What’s scarier: A Facebook poll asking people if President Barack Obama should be killed (with the response options: “yes”, “maybe”, “if he cuts my health care”, and “no”), or the fact that over 730 people voted?
The offensive poll, which was hosted by a third party “Facebook Poll Application”, was removed the day after it appeared on mini-feeds across the land, followed up by the creator of the application posting these facts about himself along with an open-ended Q&A in an effort to tame the beast, so to speak.
The facts, which include that he has been an “Obama supporter for a long time,” also reiterate the idea that Facebook should not have any blame in the ordeal, but rather that it was simply the medium through which he created the polling application.

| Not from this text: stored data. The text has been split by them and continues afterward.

//==============================================================================
// Rendering
//==============================================================================

fn render_sheet(worksheet: &mut Worksheet, sheet: &Sheet) -> Result<(), rust_xlsxwriter::XlsxError> {
    let layout = &sheet.layout;

    for (r, cells) in sheet.rows.iter().enumerate() {
        for (c, value) in cells.iter().enumerate() {
            let (row, col) = (r as u32, c as u16);
            let style = layout.styles.get(&(row, col));
            write_cell(worksheet, row, col, value, style)?;
        }
    }

    // Styled cells outside the value grid (e.g. zebra fill on blank cells)
    for (&(row, col), style) in &layout.styles {
        if sheet.cell(row, col).is_empty() && !style.is_empty() {
            worksheet.write_blank(row, col, &build_format(style, None))?;
        }
    }

    for (&col, &width) in &layout.column_widths {
        worksheet.set_column_width(col, width)?;
    }

    if let Some((row, col)) = layout.freeze_panes {
        worksheet.set_freeze_panes(row, col)?;
    }

    if let Some(range) = layout.autofilter {
        worksheet.autofilter(range.first_row, range.first_col, range.last_row, range.last_col)?;
    }

    Ok(())
}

This idea, echoed throughout the political blogosphere in a time when even the death of an iconic American like Senator Ted Kennedy can trigger vicious commenter backlash like “Hells awaiting”, calls the concept of respect on the Internet into question.
And while some in the media like to believe that it’s the actual websites who are spewing the hate, is it really the backwards hateful (KKK-esque) agendas of these website/blogs? Or is it something far scarier than that: the actual users?
Like Jose Antonio Vargas posted on the Huffington Post yesterday, “All the Internet does is reflect–and amplify –human behavior.”
It’s a frightening thought but as Media Matters pointed out after the O’Reilly/ Daily Kos debacle over the death of White House press secretary, Tony Snow, it was the comments which were hate filled, not the content.
So as the “user problem” grows, will it just further the generational divide between those familiar with unfettered interactive communications and those who aren’t? Or is it possible to find a happy medium for these mediums?